Hay bastantes más embarcaciones de las que me esperaba. Grandotas de madera, de treinta a cincuenta pies, y pequeños monoplaza construidos con fibra de vidrio. Los modernos miden cinco metros, llevan mástiles de diez pies y flotan bien en agua, con lo cual pueden ser utilizados sin problemas sobre capas delgadas de hielo. Por el diseño se puede deducir la antigüedad del barco. Los más primitivos consistían en un cajón apoyado sobre tres patines. Los laterales clavados al cubo y el central libre para manejarlo como timón desde arriba con una caña. La vela fija. A partir de 1853 surgieron los formatos triangulares con aparejos para la vela mayor. El rey de entonces fue el Témpano que alcanzaba los veintiún metros de eslora y tensaba al viento cien metros cuadrados de lienzo. Quedan aún algunas reliquias navales de aquel tiempo traspasadas de generación en generación y guardadas con mimo en los enormes graneros de las granjas del valle.

Gerald Kufner me hace un gesto para que me acerque. Me invita a dar un paseo. Le ayudo a empujar para coger impulso y luego nos tumbamos completamente en la tabla de madera acolchada que va destinada al pasaje. Cuidado con la botavara, me advierte, no levantes la cabeza. Con la emoción y el agobio me coloco en una postura que no me permite visualizar bien el horizonte. Intento corregirla y, en efecto, la vara me pega un pescozón a la altura de las sienes. Ha sido sólo un roce. Ganamos velocidad. La madera cruje y tiembla como la nave Columbia en el despegue. Al tomar una curva hacemos el caballito y uno de los patines se levanta un metro sobre el hielo. A ver si volcamos. No. Gerald es un experto marino y con él me encuentro a salvo. Alcanzamos al Jacky Frost, una preciosidad en madera tropical que perteneció al presidente Franklyn Delano Roosevelt. Media vuelta. Volamos. "¿Cómo de rápido estamos yendo?" "A unos cincuenta kilómetros por hora". "¿Sólo?, pues yo juraría que vamos a trescientos veinte". Paramos. Una gozada.

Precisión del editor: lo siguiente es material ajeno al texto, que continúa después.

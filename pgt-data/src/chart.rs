//! Slope-vs-percentile chart specifications.
//!
//! A [`ChartSpec`] is plain data serialized to JSON and drawn by
//! `renderTrendChart` in the chart UI crate.

use log::warn;
use pgt_db::JoinedTrendRecord;
use serde::Serialize;

/// Fixed chart size in pixels.
pub const CHART_WIDTH: u32 = 610;
pub const CHART_HEIGHT: u32 = 480;

pub const X_AXIS_TITLE: &str = "Groundwater Level Percentile";
pub const Y_AXIS_TITLE: &str = "slope of trend (%)";

/// Series colors, assigned to trend classes in order of first appearance.
pub const SERIES_COLORS: [&str; 10] = [
    "#636EFA", "#EF553B", "#00CC96", "#AB63FA", "#FFA15A", "#19D3F3", "#FF6692", "#B6E880",
    "#FF97FF", "#FECB52",
];

#[derive(Debug, Clone, PartialEq, Serialize)]
pub struct ChartPoint {
    pub percentile: String,
    pub slope: f64,
}

/// All points of one trend classification.
#[derive(Debug, Clone, PartialEq, Serialize)]
pub struct ChartSeries {
    pub name: String,
    pub color: String,
    pub points: Vec<ChartPoint>,
}

/// Horizontal line drawn across the whole plot.
#[derive(Debug, Clone, PartialEq, Serialize)]
#[serde(rename_all = "camelCase")]
pub struct ReferenceLine {
    pub y: f64,
    pub line_width: u32,
    pub line_dash: String,
    pub line_color: String,
}

#[derive(Debug, Clone, PartialEq, Serialize)]
#[serde(rename_all = "camelCase")]
pub struct ChartSpec {
    pub title: String,
    pub x_axis_title: String,
    pub y_axis_title: String,
    pub width: u32,
    pub height: u32,
    /// "markers": points only, no connecting lines
    pub mode: String,
    /// x-axis categories in load order
    pub categories: Vec<String>,
    pub series: Vec<ChartSeries>,
    pub reference_line: ReferenceLine,
}

impl ChartSpec {
    /// Total number of plotted points.
    pub fn point_count(&self) -> usize {
        self.series.iter().map(|s| s.points.len()).sum()
    }
}

/// Builds the trend chart of one station.
#[derive(Debug, Clone, Copy, PartialEq)]
pub struct TrendRenderer {
    pub width: u32,
    pub height: u32,
}

impl Default for TrendRenderer {
    fn default() -> Self {
        Self {
            width: CHART_WIDTH,
            height: CHART_HEIGHT,
        }
    }
}

impl TrendRenderer {
    /// Chart for `rows` of `station_nm`, or `None` when there is nothing to plot.
    pub fn render(&self, rows: &[JoinedTrendRecord], station_nm: &str) -> Option<ChartSpec> {
        if rows.is_empty() {
            warn!("trend chart: no rows for '{}', nothing to render", station_nm);
            return None;
        }

        let mut categories: Vec<String> = Vec::new();
        let mut series: Vec<ChartSeries> = Vec::new();
        for row in rows {
            if !categories.contains(&row.percentile) {
                categories.push(row.percentile.clone());
            }
            let label = row.trend_label.as_str();
            let point = ChartPoint {
                percentile: row.percentile.clone(),
                slope: row.slope,
            };
            match series.iter_mut().find(|s| s.name == label) {
                Some(s) => s.points.push(point),
                None => {
                    let color = SERIES_COLORS[series.len() % SERIES_COLORS.len()];
                    series.push(ChartSeries {
                        name: label.to_string(),
                        color: color.to_string(),
                        points: vec![point],
                    });
                }
            }
        }

        Some(ChartSpec {
            title: format!("Annual water level percentile trends for {}", station_nm),
            x_axis_title: X_AXIS_TITLE.to_string(),
            y_axis_title: Y_AXIS_TITLE.to_string(),
            width: self.width,
            height: self.height,
            mode: "markers".to_string(),
            categories,
            series,
            reference_line: ReferenceLine {
                y: 0.0,
                line_width: 3,
                line_dash: "solid".to_string(),
                line_color: "green".to_string(),
            },
        })
    }
}

#[cfg(test)]
mod tests {
    use super::*;
    use pgt_nwis::TrendClass;

    fn row(percentile: &str, slope: f64, trend: TrendClass) -> JoinedTrendRecord {
        let trend_label = trend.label().to_string();
        labelled_row(percentile, slope, trend, &trend_label)
    }

    fn labelled_row(
        percentile: &str,
        slope: f64,
        trend: TrendClass,
        label: &str,
    ) -> JoinedTrendRecord {
        JoinedTrendRecord {
            site_no: 1000,
            station_nm: "Well A".to_string(),
            percentile: percentile.to_string(),
            slope,
            trend,
            trend_label: label.to_string(),
        }
    }

    #[test]
    fn test_render_groups_by_trend() {
        let rows = vec![
            row("p10", -0.4, TrendClass::Decreasing),
            row("p50", 0.05, TrendClass::NoTrend),
            row("p90", -0.2, TrendClass::Decreasing),
        ];
        let chart = TrendRenderer::default().render(&rows, "Well A").unwrap();
        assert_eq!(chart.title, "Annual water level percentile trends for Well A");
        assert_eq!(chart.point_count(), 3);
        assert_eq!(chart.series.len(), 2);
        assert_eq!(chart.series[0].name, "decreasing");
        assert_eq!(chart.series[0].color, SERIES_COLORS[0]);
        assert_eq!(chart.series[0].points.len(), 2);
        assert_eq!(chart.series[1].name, "no trend");
        assert_eq!(chart.categories, vec!["p10", "p50", "p90"]);
    }

    #[test]
    fn test_render_fixed_layout() {
        let rows = vec![row("p10", 1.0, TrendClass::Increasing)];
        let chart = TrendRenderer::default().render(&rows, "Well A").unwrap();
        assert_eq!((chart.width, chart.height), (610, 480));
        assert_eq!(chart.mode, "markers");
        assert_eq!(chart.reference_line.y, 0.0);
        assert_eq!(chart.reference_line.line_width, 3);
        assert_eq!(chart.reference_line.line_color, "green");
        assert_eq!(chart.x_axis_title, X_AXIS_TITLE);
        assert_eq!(chart.y_axis_title, Y_AXIS_TITLE);
    }

    #[test]
    fn test_render_does_not_sort_percentiles() {
        let rows = vec![
            row("p90", 1.0, TrendClass::Increasing),
            row("p10", 1.0, TrendClass::Increasing),
        ];
        let chart = TrendRenderer::default().render(&rows, "Well A").unwrap();
        assert_eq!(chart.categories, vec!["p90", "p10"]);
        assert_eq!(chart.series[0].points[0].percentile, "p90");
    }

    #[test]
    fn test_render_keeps_source_labels() {
        let rows = vec![
            labelled_row("p10", -0.4, TrendClass::Decreasing, "Decreasing"),
            labelled_row("p50", 0.3, TrendClass::Increasing, "up"),
            labelled_row("p90", -0.2, TrendClass::Decreasing, "Decreasing"),
        ];
        let chart = TrendRenderer::default().render(&rows, "Well A").unwrap();
        let names: Vec<&str> = chart.series.iter().map(|s| s.name.as_str()).collect();
        assert_eq!(names, vec!["Decreasing", "up"]);
        assert_eq!(chart.series[0].points.len(), 2);
    }

    #[test]
    fn test_render_empty_rows() {
        assert!(TrendRenderer::default().render(&[], "Well A").is_none());
    }

    #[test]
    fn test_chart_spec_json_keys() {
        let rows = vec![row("p10", 1.0, TrendClass::Increasing)];
        let chart = TrendRenderer::default().render(&rows, "Well A").unwrap();
        let json = serde_json::to_value(&chart).unwrap();
        assert_eq!(json["xAxisTitle"], X_AXIS_TITLE);
        assert_eq!(json["referenceLine"]["lineColor"], "green");
        assert_eq!(json["series"][0]["points"][0]["slope"], 1.0);
    }
}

Me acerco a la hoguera. Junto al fuego me encuentro a Sarah, que ha montado también en el barco de los Kufner. "Alucinante, ¿verdad?" "Increíble". Alguien nos ofrece un chupito de coñac. "¿Galletas de chocolate?" "No, muchas gracias". Se va sumando más gente al corro. Me alegro de tener la suerte de conocer a algunos de los locos enamorados de este inusual deporte que practican, con una naturalidad pasmosa, los seres humanos nacidos entre los 45 y los 50 grados de latitud norte. El tipo de personajes peculiares que retrato en el libro que ahora publico en inglés, A Cien Millas de Manhattan. Ya lo dijo Rafael el Gallo: "Hay gente pá tó".